Please write out exactly the lines of the data below from the line holding "self.registry.register_decorator(decorator)?;" through the line holding "registry.freeze()?;", and leave out the rest.

[SUPPLIED MATERIAL — start]

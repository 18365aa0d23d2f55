use crate::beans::{downcast, BeanId, BeanMetadata, Instance};
use crate::context::handle::ContextHandle;
use crate::errors::ContainerResult;
use parking_lot::RwLock;
use std::any::Any;
use std::collections::HashMap;
use std::fmt;
use std::sync::Arc;

/// What a client proxy forwards to: the current instance of one normal-scoped bean
/// in whatever store the caller's handle has active.
#[derive(Clone)]
pub struct ContextualLookup {
    bean: Arc<BeanMetadata>,
}

impl ContextualLookup {
    pub fn new(bean: Arc<BeanMetadata>) -> Self {
        Self { bean }
    }

    pub fn bean(&self) -> &Arc<BeanMetadata> {
        &self.bean
    }

    pub fn get(&self, handle: &ContextHandle) -> ContainerResult<Instance> {
        handle.get_or_create_in(&self.bean, None)
    }
}

/// **PROXY FACTORY**
///
/// Builds the client proxy object injected in place of a normal-scoped bean.
/// Implementations wrap the lookup in whatever handle type their callers expect.
pub trait ProxyFactory: Send + Sync {
    fn make_client_proxy(&self, lookup: ContextualLookup) -> Instance;
}

/// **CLIENT PROXY**
///
/// Resolves its bean afresh on every access, so it never pins an instance of a
/// store that may since have been destroyed.
#[derive(Clone)]
pub struct ClientProxy {
    lookup: ContextualLookup,
}

impl ClientProxy {
    pub fn new(lookup: ContextualLookup) -> Self {
        Self { lookup }
    }

    pub fn bean(&self) -> &Arc<BeanMetadata> {
        self.lookup.bean()
    }

    pub fn get(&self, handle: &ContextHandle) -> ContainerResult<Instance> {
        self.lookup.get(handle)
    }

    pub fn get_as<T: Any + Send + Sync>(&self, handle: &ContextHandle) -> ContainerResult<Arc<T>> {
        downcast(self.bean().id().as_str(), self.get(handle)?)
    }

    pub fn with<T, R, F>(&self, handle: &ContextHandle, f: F) -> ContainerResult<R>
    where
        T: Any + Send + Sync,
        F: FnOnce(&T) -> R,
    {
        let target = self.get_as::<T>(handle)?;
        Ok(f(target.as_ref()))
    }
}

impl fmt::Debug for ClientProxy {
    fn fmt(&self, f: &mut fmt::Formatter<'_>) -> fmt::Result {
        f.debug_struct("ClientProxy")
            .field("bean", self.bean().id())
            .finish()
    }
}

#[derive(Debug, Default, Clone, Copy)]
pub struct DefaultProxyFactory;

impl ProxyFactory for DefaultProxyFactory {
    fn make_client_proxy(&self, lookup: ContextualLookup) -> Instance {
        Arc::new(ClientProxy::new(lookup))
    }
}

/// One proxy per bean for the life of the container.
pub(crate) struct ProxyCache {
    factory: Arc<dyn ProxyFactory>,
    proxies: RwLock<HashMap<BeanId, Instance>>,
}

impl ProxyCache {
    pub(crate) fn new(factory: Arc<dyn ProxyFactory>) -> Self {
        Self {
            factory,
            proxies: RwLock::new(HashMap::new()),
        }
    }

    pub(crate) fn proxy_for(&self, bean: &Arc<BeanMetadata>) -> Instance {
        if let Some(proxy) = self.proxies.read().get(bean.id()) {
            return Arc::clone(proxy);
        }
        let mut proxies = self.proxies.write();
        Arc::clone(proxies.entry(bean.id().clone()).or_insert_with(|| {
            log::debug!("Creating client proxy for bean {}", bean.id());
            self.factory
                .make_client_proxy(ContextualLookup::new(Arc::clone(bean)))
        }))
    }

    pub(crate) fn len(&self) -> usize {
        self.proxies.read().len()
    }
}
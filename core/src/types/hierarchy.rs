//! # TYPE HIERARCHY
//!
//! Declared supertypes of known classes. Supplies the two questions the matcher
//! cannot answer structurally: "what is the closure of this type" and "is this
//! type assignable to that bound".

use crate::errors::ContainerResult;
use crate::types::descriptor::{TypeDescriptor, WildcardBound, OBJECT};
use crate::types::parser::TypeParser;
use serde::{Deserialize, Serialize};
use std::collections::{HashMap, HashSet, VecDeque};

/// **TYPE DECLARATION**
///
/// A class or interface with its type parameter names and direct supertypes.
/// Supertypes may reference the declaration's own parameters.
#[derive(Debug, Clone, PartialEq, Eq, Serialize, Deserialize)]
pub struct TypeDeclaration {
    pub name: String,
    #[serde(default)]
    pub parameters: Vec<String>,
    #[serde(default)]
    pub supertypes: Vec<TypeDescriptor>,
}

impl TypeDeclaration {
    pub fn new(name: impl Into<String>) -> Self {
        Self {
            name: name.into(),
            parameters: Vec::new(),
            supertypes: Vec::new(),
        }
    }

    pub fn generic(name: impl Into<String>, parameters: &[&str]) -> Self {
        Self {
            name: name.into(),
            parameters: parameters.iter().map(|p| p.to_string()).collect(),
            supertypes: Vec::new(),
        }
    }

    /// Adds a direct supertype written in descriptor syntax, e.g. `AbstractList<E>`.
    pub fn extends(mut self, supertype: &str) -> ContainerResult<Self> {
        let parsed = TypeParser::for_parameters(&self.parameters).parse(supertype)?;
        self.supertypes.push(parsed);
        Ok(self)
    }

    pub fn with_supertype(mut self, supertype: TypeDescriptor) -> Self {
        self.supertypes.push(supertype);
        self
    }
}

#[derive(Debug, Clone, Default)]
pub struct TypeHierarchy {
    declarations: HashMap<String, TypeDeclaration>,
}

impl TypeHierarchy {
    pub fn new() -> Self {
        Self::default()
    }

    pub fn declare(&mut self, declaration: TypeDeclaration) {
        self.declarations
            .insert(declaration.name.clone(), declaration);
    }

    pub fn declaration(&self, name: &str) -> Option<&TypeDeclaration> {
        self.declarations.get(name)
    }

    pub fn len(&self) -> usize {
        self.declarations.len()
    }

    pub fn is_empty(&self) -> bool {
        self.declarations.is_empty()
    }

    /// **TYPE CLOSURE**
    ///
    /// The type itself followed by every transitive supertype, with type arguments
    /// substituted through the chain. A raw use of a generic type yields erased
    /// supertypes. `Object` is always last for reference types.
    pub fn closure(&self, ty: &TypeDescriptor) -> Vec<TypeDescriptor> {
        let start = ty.normalized();
        let mut out = Vec::new();
        let mut seen = HashSet::new();
        let mut queue = VecDeque::from([start]);

        while let Some(current) = queue.pop_front() {
            if !seen.insert(current.clone()) {
                continue;
            }
            for supertype in self.direct_supertypes(&current) {
                queue.push_back(supertype);
            }
            if !current.is_object() {
                out.push(current);
            }
        }
        out.push(TypeDescriptor::object());
        out
    }

    fn direct_supertypes(&self, ty: &TypeDescriptor) -> Vec<TypeDescriptor> {
        let (raw, args) = match ty {
            TypeDescriptor::Class(raw) => (raw, None),
            TypeDescriptor::Parameterized { raw, args } => (raw, Some(args)),
            TypeDescriptor::Variable { .. } => {
                return ty.upper_bounds().iter().map(TypeDescriptor::normalized).collect()
            }
            _ => return Vec::new(),
        };
        let Some(declaration) = self.declarations.get(raw) else {
            return Vec::new();
        };

        match args {
            Some(args) if args.len() == declaration.parameters.len() => {
                let bindings: HashMap<String, TypeDescriptor> = declaration
                    .parameters
                    .iter()
                    .cloned()
                    .zip(args.iter().cloned())
                    .collect();
                declaration
                    .supertypes
                    .iter()
                    .map(|s| s.substitute(&bindings).normalized())
                    .collect()
            }
            _ if declaration.parameters.is_empty() => declaration
                .supertypes
                .iter()
                .map(TypeDescriptor::normalized)
                .collect(),
            _ => declaration
                .supertypes
                .iter()
                .map(|s| s.erased().normalized())
                .collect(),
        }
    }

    /// **ASSIGNABILITY**
    ///
    /// Whether a value of type `from` may be assigned to a location of type `to`,
    /// following reference widening, generic containment and covariant arrays.
    pub fn is_assignable(&self, to: &TypeDescriptor, from: &TypeDescriptor) -> bool {
        let to = to.normalized();
        let from = from.normalized();

        if to == from {
            return true;
        }

        match (&to, &from) {
            (_, TypeDescriptor::Variable { .. }) => from
                .upper_bounds()
                .iter()
                .any(|bound| self.is_assignable(&to, bound)),
            (TypeDescriptor::Variable { .. }, _) => to
                .upper_bounds()
                .iter()
                .all(|bound| self.is_assignable(bound, &from)),
            (_, TypeDescriptor::Wildcard(WildcardBound::Extends(bound))) => {
                self.is_assignable(&to, bound)
            }
            (_, TypeDescriptor::Wildcard(_)) => to.is_object(),
            (TypeDescriptor::Wildcard(_), _) => self.contains(&to, &from),
            (TypeDescriptor::Class(name), _) if name == OBJECT => !from.is_primitive(),
            (TypeDescriptor::Array(to_component), TypeDescriptor::Array(from_component)) => {
                if to_component.is_primitive() || from_component.is_primitive() {
                    to_component == from_component
                } else {
                    self.is_assignable(to_component, from_component)
                }
            }
            (TypeDescriptor::Class(raw), _) => self
                .closure(&from)
                .iter()
                .any(|s| s.raw_name().as_deref() == Some(raw.as_str())),
            (TypeDescriptor::Parameterized { raw, args }, _) => {
                self.closure(&from).iter().any(|supertype| match supertype {
                    TypeDescriptor::Class(s_raw) => s_raw == raw,
                    TypeDescriptor::Parameterized {
                        raw: s_raw,
                        args: s_args,
                    } => {
                        s_raw == raw
                            && s_args.len() == args.len()
                            && args
                                .iter()
                                .zip(s_args)
                                .all(|(t_arg, s_arg)| self.contains(t_arg, s_arg))
                    }
                    _ => false,
                })
            }
            _ => false,
        }
    }

    /// Type argument containment: `List<? extends Number>` contains `List<Integer>`.
    pub fn contains(&self, to_arg: &TypeDescriptor, from_arg: &TypeDescriptor) -> bool {
        match to_arg {
            TypeDescriptor::Wildcard(WildcardBound::Unbounded) => true,
            TypeDescriptor::Wildcard(WildcardBound::Extends(bound)) => match from_arg {
                TypeDescriptor::Wildcard(WildcardBound::Extends(inner)) => {
                    self.is_assignable(bound, inner)
                }
                TypeDescriptor::Wildcard(_) => bound.is_object(),
                other => self.is_assignable(bound, other),
            },
            TypeDescriptor::Wildcard(WildcardBound::Super(bound)) => match from_arg {
                TypeDescriptor::Wildcard(WildcardBound::Super(inner)) => {
                    self.is_assignable(inner, bound)
                }
                TypeDescriptor::Wildcard(_) => false,
                other => self.is_assignable(other, bound),
            },
            exact => exact.normalized() == from_arg.normalized(),
        }
    }
}

#[cfg(test)]
mod tests {
    use super::*;

    fn numbers() -> TypeHierarchy {
        let mut hierarchy = TypeHierarchy::new();
        hierarchy.declare(TypeDeclaration::new("Number"));
        hierarchy.declare(TypeDeclaration::new("Integer").extends("Number").unwrap());
        hierarchy.declare(TypeDeclaration::new("Long").extends("Number").unwrap());
        hierarchy.declare(TypeDeclaration::generic("Collection", &["E"]));
        hierarchy.declare(
            TypeDeclaration::generic("List", &["E"])
                .extends("Collection<E>")
                .unwrap(),
        );
        hierarchy.declare(
            TypeDeclaration::generic("ArrayList", &["E"])
                .extends("List<E>")
                .unwrap(),
        );
        hierarchy.declare(
            TypeDeclaration::new("IntList")
                .extends("ArrayList<Integer>")
                .unwrap(),
        );
        hierarchy
    }

    fn ty(text: &str) -> TypeDescriptor {
        TypeDescriptor::parse(text).unwrap()
    }

    #[test]
    fn test_closure_substitutes_arguments() {
        let hierarchy = numbers();
        let closure = hierarchy.closure(&ty("IntList"));
        assert_eq!(
            closure,
            vec![
                ty("IntList"),
                ty("ArrayList<Integer>"),
                ty("List<Integer>"),
                ty("Collection<Integer>"),
                ty("Object"),
            ]
        );
    }

    #[test]
    fn test_closure_of_raw_generic_is_erased() {
        let hierarchy = numbers();
        let closure = hierarchy.closure(&ty("ArrayList"));
        assert!(closure.contains(&ty("List")));
        assert!(closure.contains(&ty("Collection")));
    }

    #[test]
    fn test_closure_of_unknown_type() {
        let hierarchy = TypeHierarchy::new();
        assert_eq!(
            hierarchy.closure(&ty("Widget")),
            vec![ty("Widget"), ty("Object")]
        );
    }

    #[test]
    fn test_class_assignability() {
        let hierarchy = numbers();
        assert!(hierarchy.is_assignable(&ty("Number"), &ty("Integer")));
        assert!(!hierarchy.is_assignable(&ty("Integer"), &ty("Number")));
        assert!(hierarchy.is_assignable(&ty("Object"), &ty("Integer")));
        assert!(hierarchy.is_assignable(&ty("Number"), &ty("int")));
    }

    #[test]
    fn test_generic_assignability() {
        let hierarchy = numbers();
        assert!(hierarchy.is_assignable(&ty("List<Integer>"), &ty("IntList")));
        assert!(hierarchy.is_assignable(&ty("Collection<? extends Number>"), &ty("IntList")));
        assert!(!hierarchy.is_assignable(&ty("List<Number>"), &ty("IntList")));
        assert!(hierarchy.is_assignable(&ty("List<? super Integer>"), &ty("List<Number>")));
        assert!(hierarchy.is_assignable(&ty("List"), &ty("ArrayList<Long>")));
    }

    #[test]
    fn test_array_assignability() {
        let hierarchy = numbers();
        assert!(hierarchy.is_assignable(&ty("Number[]"), &ty("Integer[]")));
        assert!(!hierarchy.is_assignable(&ty("long[]"), &ty("int[]")));
        assert!(!hierarchy.is_assignable(&ty("Integer[]"), &ty("int[]")));
        assert!(hierarchy.is_assignable(&ty("Object"), &ty("int[]")));
    }

    #[test]
    fn test_variable_bounds() {
        let hierarchy = numbers();
        let t = TypeDescriptor::variable("T", vec![ty("Integer")]);
        assert!(hierarchy.is_assignable(&ty("Number"), &t));
        assert!(hierarchy.is_assignable(&t, &ty("Integer")));
        assert!(!hierarchy.is_assignable(&t, &ty("Long")));
    }
}
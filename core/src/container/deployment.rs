use crate::beans::{BeanMetadata, DecoratorMetadata};
use crate::config::ContainerConfig;
use crate::container::extension::Extension;
use crate::container::{validator, Container};
use crate::context::{DefaultProxyFactory, ProxyFactory};
use crate::errors::{error_codes, ContainerError, ContainerResult};
use crate::registry::BeanRegistry;
use crate::types::TypeDeclaration;
use std::sync::Arc;

/// **DEPLOYMENT**
///
/// **PURPOSE**: Boot-time assembly of a container.
/// **GUARANTEE**: `deploy()` either yields a frozen, validated container or fails
/// with the first definition error; nothing is deployed halfway.
///
/// ## PHASES
///
/// 1. **DISCOVERY** - types, beans, decorators and reported definition errors
/// 2. **AFTER BEAN DISCOVERY** - extensions may still register beans
/// 3. **FREEZE** - specialization, alternatives, name uniqueness
/// 4. **VALIDATION** - injection points and unproxied cycles
/// 5. **AFTER DEPLOYMENT VALIDATION** - extensions see the container
pub struct Deployment {
    config: ContainerConfig,
    registry: BeanRegistry,
    extensions: Vec<Box<dyn Extension>>,
    definition_errors: Vec<String>,
    proxy_factory: Arc<dyn ProxyFactory>,
}

impl Deployment {
    pub fn new(config: ContainerConfig) -> Self {
        Self {
            config,
            registry: BeanRegistry::new(),
            extensions: Vec::new(),
            definition_errors: Vec::new(),
            proxy_factory: Arc::new(DefaultProxyFactory),
        }
    }

    pub fn config(&self) -> &ContainerConfig {
        &self.config
    }

    pub fn registry(&self) -> &BeanRegistry {
        &self.registry
    }

    pub fn registry_mut(&mut self) -> &mut BeanRegistry {
        &mut self.registry
    }

    pub fn declare_type(&mut self, declaration: TypeDeclaration) -> ContainerResult<&mut Self> {
        self.registry.declare_type(declaration)?;
        Ok(self)
    }

    pub fn add_bean(&mut self, bean: BeanMetadata) -> ContainerResult<&mut Self> {
        self.registry.register(bean)?;
        Ok(self)
    }

    pub fn add_decorator(&mut self, decorator: DecoratorMetadata) -> ContainerResult<&mut Self> {
        self.registry.register_decorator(decorator)?;
        Ok(self)
    }

    pub fn add_extension(&mut self, extension: impl Extension + 'static) -> &mut Self {
        self.extensions.push(Box::new(extension));
        self
    }

    pub fn with_proxy_factory(&mut self, factory: Arc<dyn ProxyFactory>) -> &mut Self {
        self.proxy_factory = factory;
        self
    }

    /// Definition error found by discovery; any reported error aborts `deploy()`.
    pub fn report_definition_error(&mut self, message: impl Into<String>) -> &mut Self {
        let message = message.into();
        log::warn!("Definition error reported: {}", message);
        self.definition_errors.push(message);
        self
    }

    pub fn deploy(self) -> ContainerResult<Container> {
        let Deployment {
            config,
            mut registry,
            extensions,
            definition_errors,
            proxy_factory,
        } = self;

        config.validate()?;
        if !definition_errors.is_empty() {
            return Err(ContainerError::definition(
                error_codes::DISCOVERY,
                definition_errors.join("; "),
            ));
        }

        for selector in &config.enabled_alternatives {
            registry.enable_alternative(selector.clone())?;
        }

        for extension in &extensions {
            log::debug!("Running after_bean_discovery for {}", extension.name());
            extension
                .after_bean_discovery(&mut registry)
                .map_err(|err| extension_failure(extension.as_ref(), err))?;
        }

        registry.freeze()?;
        let container = Container::new(registry, config, proxy_factory);

        let checks = container.config();
        if checks.validate_injection_points || checks.detect_unproxied_cycles {
            validator::validate(&container)?;
        }

        for extension in &extensions {
            log::debug!("Running after_deployment_validation for {}", extension.name());
            extension
                .after_deployment_validation(&container)
                .map_err(|err| extension_failure(extension.as_ref(), err))?;
        }

        log::info!(
            "Deployment complete: {} beans, {} decorators",
            container.registry().len(),
            container.registry().decorators().len()
        );
        Ok(container)
    }
}

impl Default for Deployment {
    fn default() -> Self {
        Self::new(ContainerConfig::default())
    }
}

// Definition errors raised by an extension keep their code; anything else is wrapped.
fn extension_failure(extension: &dyn Extension, err: ContainerError) -> ContainerError {
    match err {
        ContainerError::Definition { .. } => err,
        other => ContainerError::definition(
            error_codes::EXTENSION_FAILED,
            format!("extension {} failed: {}", extension.name(), other),
        ),
    }
}
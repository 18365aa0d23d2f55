use crate::qualifiers::types::{Qualifier, QualifierSet};
use once_cell::sync::Lazy;

static IMPLICIT_DEFAULT: Lazy<QualifierSet> =
    Lazy::new(|| QualifierSet::of([Qualifier::default_qualifier()]));

/// **QUALIFIER MATCHER**
///
/// An empty request stands for `Default`. A candidate matches when every requested
/// qualifier finds a binding-equal qualifier among the candidate's; a requested
/// `Any` is satisfied by every candidate.
#[derive(Debug, Clone, Copy, Default)]
pub struct QualifierMatcher;

impl QualifierMatcher {
    pub fn new() -> Self {
        Self
    }

    pub fn matches(&self, requested: &QualifierSet, candidate: &QualifierSet) -> bool {
        let requested = if requested.is_empty() {
            &*IMPLICIT_DEFAULT
        } else {
            requested
        };

        requested
            .iter()
            .filter(|q| !q.is_any())
            .all(|wanted| candidate.iter().any(|q| q.binding_eq(wanted)))
    }
}

#[cfg(test)]
mod tests {
    use super::*;

    fn bean(qualifiers: Vec<Qualifier>) -> QualifierSet {
        QualifierSet::of(qualifiers).normalized_for_bean()
    }

    #[test]
    fn test_empty_request_means_default() {
        let matcher = QualifierMatcher::new();
        assert!(matcher.matches(&QualifierSet::new(), &bean(vec![])));
        assert!(!matcher.matches(&QualifierSet::new(), &bean(vec![Qualifier::new("Red")])));
    }

    #[test]
    fn test_every_requested_qualifier_must_match() {
        let matcher = QualifierMatcher::new();
        let candidate = bean(vec![Qualifier::new("Red"), Qualifier::new("Fast")]);

        assert!(matcher.matches(&QualifierSet::of([Qualifier::new("Red")]), &candidate));
        assert!(matcher.matches(
            &QualifierSet::of([Qualifier::new("Red"), Qualifier::new("Fast")]),
            &candidate
        ));
        assert!(!matcher.matches(
            &QualifierSet::of([Qualifier::new("Red"), Qualifier::new("Slow")]),
            &candidate
        ));
    }

    #[test]
    fn test_any_matches_unconditionally() {
        let matcher = QualifierMatcher::new();
        let any = QualifierSet::of([Qualifier::any()]);
        assert!(matcher.matches(&any, &bean(vec![Qualifier::new("Red")])));
        assert!(matcher.matches(&any, &QualifierSet::new()));

        let any_red = QualifierSet::of([Qualifier::any(), Qualifier::new("Red")]);
        assert!(!matcher.matches(&any_red, &bean(vec![Qualifier::new("Blue")])));
    }

    #[test]
    fn test_binding_members() {
        let matcher = QualifierMatcher::new();
        let candidate = bean(vec![Qualifier::new("Store")
            .member("kind", "disk")
            .non_binding("description", "local files")]);

        let same = QualifierSet::of([Qualifier::new("Store").member("kind", "disk")]);
        let different = QualifierSet::of([Qualifier::new("Store").member("kind", "memory")]);

        assert!(matcher.matches(&same, &candidate));
        assert!(!matcher.matches(&different, &candidate));
    }
}
//! # CONTAINER CONFIGURATION
//!
//! Deployment settings, loadable from JSON. Every field has a default, so a
//! partial document only overrides what it names.

use crate::beans::ScopeKind;
use crate::errors::{error_codes, ContainerError, ContainerResult};
use serde::{Deserialize, Serialize};
use std::path::Path;

#[derive(Debug, Clone, PartialEq, Eq, Serialize, Deserialize)]
#[serde(default)]
pub struct ContainerConfig {
    /// Alternatives enabled without a priority, by bean identifier or bean-class raw name.
    pub enabled_alternatives: Vec<String>,
    /// Names of custom normal scopes handles may activate.
    pub custom_scopes: Vec<String>,
    /// Raw requests match every parameterization of their raw type.
    pub relaxed_raw_types: bool,
    /// Declared injection points must resolve uniquely at deployment.
    pub validate_injection_points: bool,
    /// Injection points reached without a proxy must not form a cycle.
    pub detect_unproxied_cycles: bool,
}

impl Default for ContainerConfig {
    fn default() -> Self {
        Self {
            enabled_alternatives: Vec::new(),
            custom_scopes: Vec::new(),
            relaxed_raw_types: true,
            validate_injection_points: true,
            detect_unproxied_cycles: true,
        }
    }
}

impl ContainerConfig {
    pub fn from_json_str(json: &str) -> ContainerResult<Self> {
        let config: ContainerConfig = serde_json::from_str(json).map_err(|e| {
            ContainerError::configuration(
                error_codes::INVALID_CONFIG,
                format!("invalid container configuration: {}", e),
            )
        })?;
        config.validate()?;
        Ok(config)
    }

    pub fn from_json_file(path: impl AsRef<Path>) -> ContainerResult<Self> {
        let path = path.as_ref();
        let json = std::fs::read_to_string(path).map_err(|e| {
            ContainerError::configuration(
                error_codes::INVALID_CONFIG,
                format!("cannot read {}: {}", path.display(), e),
            )
        })?;
        Self::from_json_str(&json)
    }

    /// Custom scope names must be non-empty and distinct from the built-in scopes.
    pub fn validate(&self) -> ContainerResult<()> {
        for name in &self.custom_scopes {
            if name.trim().is_empty() {
                return Err(ContainerError::configuration(
                    error_codes::INVALID_CONFIG,
                    "custom scope names must not be empty",
                ));
            }
            if !matches!(ScopeKind::from_name(name), ScopeKind::Custom(_)) {
                return Err(ContainerError::configuration(
                    error_codes::INVALID_CONFIG,
                    format!("'{}' is a built-in scope, not a custom one", name),
                ));
            }
        }
        Ok(())
    }

    pub fn declares_scope(&self, name: &str) -> bool {
        self.custom_scopes.iter().any(|scope| scope == name)
    }

    pub fn with_custom_scope(mut self, name: impl Into<String>) -> Self {
        self.custom_scopes.push(name.into());
        self
    }

    pub fn with_enabled_alternative(mut self, selector: impl Into<String>) -> Self {
        self.enabled_alternatives.push(selector.into());
        self
    }
}

#[cfg(test)]
mod tests {
    use super::*;

    #[test]
    fn test_defaults() {
        let config = ContainerConfig::default();
        assert!(config.relaxed_raw_types);
        assert!(config.validate_injection_points);
        assert!(config.detect_unproxied_cycles);
        assert!(config.custom_scopes.is_empty());
    }

    #[test]
    fn test_partial_json_keeps_defaults() {
        let config = ContainerConfig::from_json_str(
            r#"{"enabled_alternatives": ["MockMailer"], "relaxed_raw_types": false}"#,
        )
        .unwrap();
        assert_eq!(config.enabled_alternatives, vec!["MockMailer"]);
        assert!(!config.relaxed_raw_types);
        assert!(config.validate_injection_points);
    }

    #[test]
    fn test_invalid_json() {
        let err = ContainerConfig::from_json_str("{not json").unwrap_err();
        assert_eq!(err.code(), Some(error_codes::INVALID_CONFIG));
    }

    #[test]
    fn test_builtin_scope_rejected_as_custom() {
        let err = ContainerConfig::from_json_str(r#"{"custom_scopes": ["request"]}"#).unwrap_err();
        assert_eq!(err.code(), Some(error_codes::INVALID_CONFIG));

        let config =
            ContainerConfig::from_json_str(r#"{"custom_scopes": ["conversation"]}"#).unwrap();
        assert!(config.declares_scope("conversation"));
    }

    #[test]
    fn test_missing_file() {
        let err = ContainerConfig::from_json_file("/nonexistent/container.json").unwrap_err();
        assert_eq!(err.code(), Some(error_codes::INVALID_CONFIG));
    }
}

[SUPPLIED MATERIAL — finish]

:: TASK RESULT ::
        self.registry.register_decorator(decorator)?;
        Ok(self)
    }

    pub fn add_extension(&mut self, extension: impl Extension + 'static) -> &mut Self {
        self.extensions.push(Box::new(extension));
        self
    }

    pub fn with_proxy_factory(&mut self, factory: Arc<dyn ProxyFactory>) -> &mut Self {
        self.proxy_factory = factory;
        self
    }

    /// Definition error found by discovery; any reported error aborts `deploy()`.
    pub fn report_definition_error(&mut self, message: impl Into<String>) -> &mut Self {
        let message = message.into();
        log::warn!("Definition error reported: {}", message);
        self.definition_errors.push(message);
        self
    }

    pub fn deploy(self) -> ContainerResult<Container> {
        let Deployment {
            config,
            mut registry,
            extensions,
            definition_errors,
            proxy_factory,
        } = self;

        config.validate()?;
        if !definition_errors.is_empty() {
            return Err(ContainerError::definition(
                error_codes::DISCOVERY,
                definition_errors.join("; "),
            ));
        }

        for selector in &config.enabled_alternatives {
            registry.enable_alternative(selector.clone())?;
        }

        for extension in &extensions {
            log::debug!("Running after_bean_discovery for {}", extension.name());
            extension
                .after_bean_discovery(&mut registry)
                .map_err(|err| extension_failure(extension.as_ref(), err))?;
        }

        registry.freeze()?;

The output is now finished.